*WHAT TO WORK ON:* Return the entries in their entirety, precisely as given.

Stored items
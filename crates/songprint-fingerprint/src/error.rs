// SPDX-License-Identifier: GPL-3.0-or-later

use thiserror::Error;

pub type Result<T> = std::result::Result<T, FingerprintError>;

#[derive(Debug, Error)]
pub enum FingerprintError {
    #[error("Failed to decode audio: {0}")]
    Decode(String),

    #[error("Resampling failed: {0}")]
    Resample(String),

    #[error("Invalid fingerprint configuration: {0}")]
    InvalidConfig(String),
}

*ANSWER SPACE:*
filename crates/songprint-fingerprint/src/error.rs
// SPDX-License-Identifier: GPL-3.0-or-later

use thiserror::Error;

pub type Result<T> = std::result::Result<T, FingerprintError>;

#[derive(Debug, Error)]
pub enum FingerprintError {
    #[error("Failed to decode audio: {0}")]
    Decode(String),

    #[error("Resampling failed: {0}")]
    Resample(String),

    #[error("Invalid fingerprint configuration: {0}")]
    InvalidConfig(String),
}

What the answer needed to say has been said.